The development timing experiment consisted of three heat shock treatments and one control. The heat shock regime was the same for all treatments: three days at 31°C±11°C (daily maximum of 42°C). Recent work has shown that a single exposure to this heat wave regime does not reduce survival, development time or pupal mass of unparasitized M. sexta regardless of developmental stage (Kingsolver et al., 2021). The treatments differed in the developmental stage of the parasitoid larvae at which they experienced the heat shock temperatures (recall that caterpillars in all treatments were parasitized). Early Heat Shock started on day 0 of the 3rd instar, the same day as oviposition; the Middle Heat Shock treatment started 5 days after oviposition (when the majority of C. congregata eggs have hatched); the Late Heat Shock started on day 1 of the host 5th instar (when the majority of C. congregata larvae have molted to the 2nd instar), which ranged from 8-12 days after oviposition. Sample sizes for each treatment ranged from 30-60 parasitized M. sexta caterpillars (see SOM). Individuals in heat shock treatments were transferred to the heat shock chamber at least 2 hours before the DMT, and were removed at 4-5pm on the last day of the heat shock treatment. Parasitized hosts in the control treatment remained in the rearing temperature throughout development.
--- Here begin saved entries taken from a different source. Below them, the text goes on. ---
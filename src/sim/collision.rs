//! Overlap tests and near-miss detection
//!
//! Only active entities are ever considered. Scans stop at the first hit so
//! at most one obstacle and one item resolve per tick.

use std::collections::HashSet;

use super::entity::{FallingEntity, ItemKind};
use super::player::Player;
use super::pool::EntityPool;
use crate::axis_distance;
use crate::tuning::Tuning;

/// First active obstacle overlapping the player
pub fn first_obstacle_hit(player: &Player, obstacles: &EntityPool) -> Option<u32> {
    let body = player.bounds();
    obstacles
        .active()
        .find(|giwa| body.overlaps(&giwa.bounds()))
        .map(|giwa| giwa.id)
}

/// First active item overlapping the player
pub fn first_item_hit(player: &Player, items: &EntityPool) -> Option<(u32, ItemKind)> {
    let body = player.bounds();
    items
        .active()
        .filter(|item| body.overlaps(&item.bounds()))
        .find_map(|item| item.item_kind().map(|kind| (item.id, kind)))
}

/// True when `giwa` is inside the near-miss band around the player
pub fn is_near_miss(player: &Player, giwa: &FallingEntity, tuning: &Tuning) -> bool {
    let d = axis_distance(giwa.pos, player.pos);
    d.y < tuning.near_miss_distance && d.x < tuning.near_miss_band
}

/// Obstacles already credited for a near miss during their current pass
#[derive(Debug, Clone, Default)]
pub struct NearMissTracker {
    credited: HashSet<u32>,
}

impl NearMissTracker {
    pub fn new() -> Self {
        Self::default()
    }

    pub fn is_credited(&self, id: u32) -> bool {
        self.credited.contains(&id)
    }

    pub fn len(&self) -> usize {
        self.credited.len()
    }

    pub fn is_empty(&self) -> bool {
        self.credited.is_empty()
    }

    pub fn clear(&mut self) {
        self.credited.clear();
    }

    /// Credit at most one uncredited obstacle in the band, then prune
    /// entries for obstacles that are no longer active
    pub fn check(&mut self, player: &Player, obstacles: &EntityPool, tuning: &Tuning) -> Option<u32> {
        let credited = obstacles
            .active()
            .filter(|giwa| !self.credited.contains(&giwa.id))
            .find(|giwa| is_near_miss(player, giwa, tuning))
            .map(|giwa| giwa.id);

        if let Some(id) = credited {
            self.credited.insert(id);
        }
        self.prune(obstacles);
        credited
    }

    /// Forget obstacles that have left the active set
    pub fn prune(&mut self, obstacles: &EntityPool) {
        self.credited.retain(|&id| obstacles.is_active(id));
    }
}

#[cfg(test)]
mod tests {
    use super::*;
    use crate::sim::entity::EntityKind;
    use crate::sim::score::ScoreLedger;
    use rand::SeedableRng;
    use rand_pcg::Pcg32;

    #[test]
    fn test_obstacle_hit_and_miss() {
        let tuning = Tuning::default();
        let player = Player::new(&tuning);
        let mut pool = EntityPool::new(4, EntityKind::Obstacle);
        let mut rng = Pcg32::seed_from_u64(3);

        let id = pool.spawn(&mut rng, EntityKind::Obstacle, 570.0, 800.0).id;
        // Falls from -20 to 550 in one second, at a random x
        pool.update(1.0, 600.0);
        let giwa_x = pool.get(id).unwrap().pos.x;

        let mut centered = player.clone();
        centered.pos.x = giwa_x;
        assert_eq!(first_obstacle_hit(&centered, &pool), Some(id));

        let mut away = player.clone();
        away.pos.x = if giwa_x > 400.0 { giwa_x - 100.0 } else { giwa_x + 100.0 };
        assert_eq!(first_obstacle_hit(&away, &pool), None);
    }

    #[test]
    fn test_item_hit_reports_kind() {
        let tuning = Tuning::default();
        let mut player = Player::new(&tuning);
        let mut pool = EntityPool::new(2, EntityKind::Item(ItemKind::Chest));
        let mut rng = Pcg32::seed_from_u64(4);

        let id = pool
            .spawn(&mut rng, EntityKind::Item(ItemKind::Shield), 570.0, 800.0)
            .id;
        pool.update(1.0, 600.0);
        player.pos.x = pool.get(id).unwrap().pos.x + 10.0;

        assert_eq!(first_item_hit(&player, &pool), Some((id, ItemKind::Shield)));
        pool.deactivate(id);
        assert_eq!(first_item_hit(&player, &pool), None);
    }

    #[test]
    fn test_near_miss_credited_once_per_pass() {
        let tuning = Tuning::default();
        let mut player = Player::new(&tuning);
        let mut pool = EntityPool::new(2, EntityKind::Obstacle);
        let mut rng = Pcg32::seed_from_u64(5);
        let mut tracker = NearMissTracker::new();

        // -20 + 530 = 510: 40px above the player at y = 550
        let id = pool.spawn(&mut rng, EntityKind::Obstacle, 530.0, 800.0).id;
        pool.update(1.0, 600.0);
        player.pos.x = pool.get(id).unwrap().pos.x + 47.0;

        assert_eq!(tracker.check(&player, &pool, &tuning), Some(id));
        assert!(tracker.is_credited(id));
        // Still in the band next tick: no second credit
        assert_eq!(tracker.check(&player, &pool, &tuning), None);

        // Leaves the active set: entry pruned
        pool.deactivate(id);
        assert_eq!(tracker.check(&player, &pool, &tuning), None);
        assert!(tracker.is_empty());
    }

    #[test]
    fn test_reused_slot_can_be_credited_again() {
        let tuning = Tuning::default();
        let mut player = Player::new(&tuning);
        let mut pool = EntityPool::new(1, EntityKind::Obstacle);
        let mut rng = Pcg32::seed_from_u64(9);
        let mut tracker = NearMissTracker::new();
        let mut ledger = ScoreLedger::new();

        let first = pool.spawn(&mut rng, EntityKind::Obstacle, 530.0, 800.0).id;
        pool.update(1.0, 600.0);
        player.pos.x = pool.get(first).unwrap().pos.x + 47.0;
        assert_eq!(tracker.check(&player, &pool, &tuning), Some(first));
        ledger.credit_near_miss(1000.0, &tuning);

        // Same slot, new giwa
        pool.deactivate(first);
        let second = pool.spawn(&mut rng, EntityKind::Obstacle, 530.0, 800.0).id;
        assert_ne!(second, first);
        assert_eq!(pool.capacity(), 1);
        pool.update(1.0, 600.0);
        player.pos.x = pool.get(second).unwrap().pos.x + 47.0;

        assert_eq!(tracker.check(&player, &pool, &tuning), Some(second));
        ledger.credit_near_miss(1500.0, &tuning);
        assert_eq!(ledger.combo, 2);
        assert!(!tracker.is_credited(first));
    }

    #[test]
    fn test_near_miss_outside_band() {
        let tuning = Tuning::default();
        let mut player = Player::new(&tuning);
        let mut pool = EntityPool::new(2, EntityKind::Obstacle);
        let mut rng = Pcg32::seed_from_u64(6);
        let mut tracker = NearMissTracker::new();

        let id = pool.spawn(&mut rng, EntityKind::Obstacle, 530.0, 800.0).id;
        pool.update(1.0, 600.0);
        player.pos.x = pool.get(id).unwrap().pos.x + 55.0;
        assert_eq!(tracker.check(&player, &pool, &tuning), None);

        // Too high above the player
        player.pos.x -= 10.0;
        player.pos.y = 510.0 + 60.0;
        assert_eq!(tracker.check(&player, &pool, &tuning), None);
    }

    #[test]
    fn test_only_one_near_miss_per_check() {
        let tuning = Tuning::default();
        let mut player = Player::new(&tuning);
        let mut pool = EntityPool::new(2, EntityKind::Obstacle);
        let mut rng = Pcg32::seed_from_u64(8);
        let mut tracker = NearMissTracker::new();

        pool.spawn(&mut rng, EntityKind::Obstacle, 530.0, 800.0);
        pool.spawn(&mut rng, EntityKind::Obstacle, 530.0, 800.0);
        pool.update(1.0, 600.0);

        // Band wide enough to cover both
        let wide = Tuning {
            near_miss_band: 1000.0,
            ..tuning
        };
        player.pos.x = 400.0;
        assert!(tracker.check(&player, &pool, &wide).is_some());
        assert_eq!(tracker.len(), 1);
        assert!(tracker.check(&player, &pool, &wide).is_some());
        assert_eq!(tracker.len(), 2);
    }
}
The temperature/duration experiment consisted of a 2x4 factorial design plus one control treatment for a total of 9 treatment combinations. All M. sexta caterpillars were parasitized for this experiment. Parasitized M. sexta were exposed to one of two fluctuating heat shock temperatures, one with a daily maximum temperature of 40°C (30°C±10°C) and the other with a DMT of 42°C (31°C±11°C). Both temperature treatments ramped continuously between 2-hour periods at the high and low temperatures in a 24-hour cycle. Parasitized M. sexta were placed in a heat shock treatment on the same day as oviposition, at least 2 hours before the daily maximum temperature. Experimental insects remained in the heat shock treatments for 1, 2, 3, or 4 days (i.e. they experienced the DMT 1-4 times). Caterpillars were removed from the heat shock treatment at 4 pm – 5pm on the day of their last heat shock, and then returned to the 25°C±10°C rearing treatment. Parasitized hosts in the control treatment remained in the rearing temperature throughout development.
The data has been cleaned to remove most erroneous values, though some data cleaning is also required in the R scripts provided. Dates have been converted to Julian day, and life history metrics have been calculated.